= EXERCISE MATERIAL =
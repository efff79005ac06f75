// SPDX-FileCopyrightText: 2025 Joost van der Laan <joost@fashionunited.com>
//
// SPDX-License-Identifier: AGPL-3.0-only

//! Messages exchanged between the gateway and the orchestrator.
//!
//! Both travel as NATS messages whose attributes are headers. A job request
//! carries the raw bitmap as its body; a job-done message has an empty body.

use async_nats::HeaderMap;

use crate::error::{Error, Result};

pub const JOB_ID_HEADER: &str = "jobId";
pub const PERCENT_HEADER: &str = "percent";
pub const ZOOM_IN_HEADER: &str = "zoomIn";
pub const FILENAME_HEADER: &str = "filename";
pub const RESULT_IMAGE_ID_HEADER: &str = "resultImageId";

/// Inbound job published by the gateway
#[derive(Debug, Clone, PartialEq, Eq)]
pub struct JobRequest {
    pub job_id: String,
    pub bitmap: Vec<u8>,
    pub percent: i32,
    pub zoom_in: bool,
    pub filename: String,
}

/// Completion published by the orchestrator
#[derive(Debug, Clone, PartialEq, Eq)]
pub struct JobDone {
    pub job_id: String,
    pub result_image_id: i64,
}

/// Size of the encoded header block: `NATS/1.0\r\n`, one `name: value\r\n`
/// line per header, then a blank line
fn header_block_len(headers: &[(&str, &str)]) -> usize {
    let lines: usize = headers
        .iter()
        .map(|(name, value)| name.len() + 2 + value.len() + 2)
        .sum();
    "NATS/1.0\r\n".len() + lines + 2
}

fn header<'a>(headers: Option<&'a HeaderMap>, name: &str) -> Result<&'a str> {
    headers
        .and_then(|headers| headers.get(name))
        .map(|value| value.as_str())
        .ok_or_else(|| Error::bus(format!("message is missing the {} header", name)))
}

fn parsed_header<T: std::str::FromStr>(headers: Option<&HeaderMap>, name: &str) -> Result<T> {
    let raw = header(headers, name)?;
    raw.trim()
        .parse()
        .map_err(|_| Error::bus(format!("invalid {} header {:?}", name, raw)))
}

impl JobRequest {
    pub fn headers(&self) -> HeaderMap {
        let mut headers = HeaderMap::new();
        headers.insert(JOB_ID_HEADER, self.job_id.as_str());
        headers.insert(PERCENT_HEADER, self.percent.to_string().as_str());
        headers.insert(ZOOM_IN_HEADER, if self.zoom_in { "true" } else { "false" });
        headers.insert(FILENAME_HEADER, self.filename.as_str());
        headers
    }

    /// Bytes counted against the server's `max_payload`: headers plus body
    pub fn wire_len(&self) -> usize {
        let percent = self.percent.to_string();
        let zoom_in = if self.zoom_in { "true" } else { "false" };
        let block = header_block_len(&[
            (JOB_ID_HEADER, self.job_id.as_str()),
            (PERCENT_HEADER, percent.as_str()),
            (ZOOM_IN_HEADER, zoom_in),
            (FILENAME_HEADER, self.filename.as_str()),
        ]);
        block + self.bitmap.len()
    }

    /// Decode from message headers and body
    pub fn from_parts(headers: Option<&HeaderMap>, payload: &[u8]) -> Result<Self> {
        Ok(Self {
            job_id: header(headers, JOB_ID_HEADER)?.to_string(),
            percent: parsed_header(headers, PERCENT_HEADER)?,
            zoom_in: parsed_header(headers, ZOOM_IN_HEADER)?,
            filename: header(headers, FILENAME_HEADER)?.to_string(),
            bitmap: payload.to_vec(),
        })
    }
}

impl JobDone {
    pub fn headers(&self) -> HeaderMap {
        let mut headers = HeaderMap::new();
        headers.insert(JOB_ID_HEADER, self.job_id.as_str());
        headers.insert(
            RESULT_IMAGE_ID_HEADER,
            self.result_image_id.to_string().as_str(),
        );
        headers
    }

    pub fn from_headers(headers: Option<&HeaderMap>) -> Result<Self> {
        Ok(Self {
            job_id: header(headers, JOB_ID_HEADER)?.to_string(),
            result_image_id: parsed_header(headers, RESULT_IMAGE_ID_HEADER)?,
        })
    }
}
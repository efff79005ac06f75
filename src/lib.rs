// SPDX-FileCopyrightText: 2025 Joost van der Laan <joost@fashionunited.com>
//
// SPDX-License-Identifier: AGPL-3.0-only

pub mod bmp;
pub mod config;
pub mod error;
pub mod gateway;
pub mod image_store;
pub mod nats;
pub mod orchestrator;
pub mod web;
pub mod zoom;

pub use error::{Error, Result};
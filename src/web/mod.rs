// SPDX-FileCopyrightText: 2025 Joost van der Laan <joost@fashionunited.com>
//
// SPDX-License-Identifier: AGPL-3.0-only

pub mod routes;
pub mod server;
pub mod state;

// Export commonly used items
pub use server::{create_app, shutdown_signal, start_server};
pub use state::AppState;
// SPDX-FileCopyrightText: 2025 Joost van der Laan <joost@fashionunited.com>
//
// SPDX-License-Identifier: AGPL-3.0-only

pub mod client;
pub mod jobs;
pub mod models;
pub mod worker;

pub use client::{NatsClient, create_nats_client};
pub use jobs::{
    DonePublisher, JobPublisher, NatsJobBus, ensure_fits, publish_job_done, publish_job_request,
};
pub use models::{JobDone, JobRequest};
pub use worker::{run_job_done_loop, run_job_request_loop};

= TASK DETAILS =
At the line containing "pub mod web;", start copying. Continue exactly through the final line of the entries above and stop there.

= WRITTEN ANSWER =
pub mod web;
pub mod zoom;

pub use error::{Error, Result};
filename src/web/mod.rs
// SPDX-FileCopyrightText: 2025 Joost van der Laan <joost@fashionunited.com>
//
// SPDX-License-Identifier: AGPL-3.0-only

pub mod routes;
pub mod server;
pub mod state;

// Export commonly used items
pub use server::{create_app, shutdown_signal, start_server};
pub use state::AppState;
// SPDX-FileCopyrightText: 2025 Joost van der Laan <joost@fashionunited.com>
//
// SPDX-License-Identifier: AGPL-3.0-only

pub mod client;
pub mod jobs;
pub mod models;
pub mod worker;

pub use client::{NatsClient, create_nats_client};
pub use jobs::{
    DonePublisher, JobPublisher, NatsJobBus, ensure_fits, publish_job_done, publish_job_request,
};
pub use models::{JobDone, JobRequest};
pub use worker::{run_job_done_loop, run_job_request_loop};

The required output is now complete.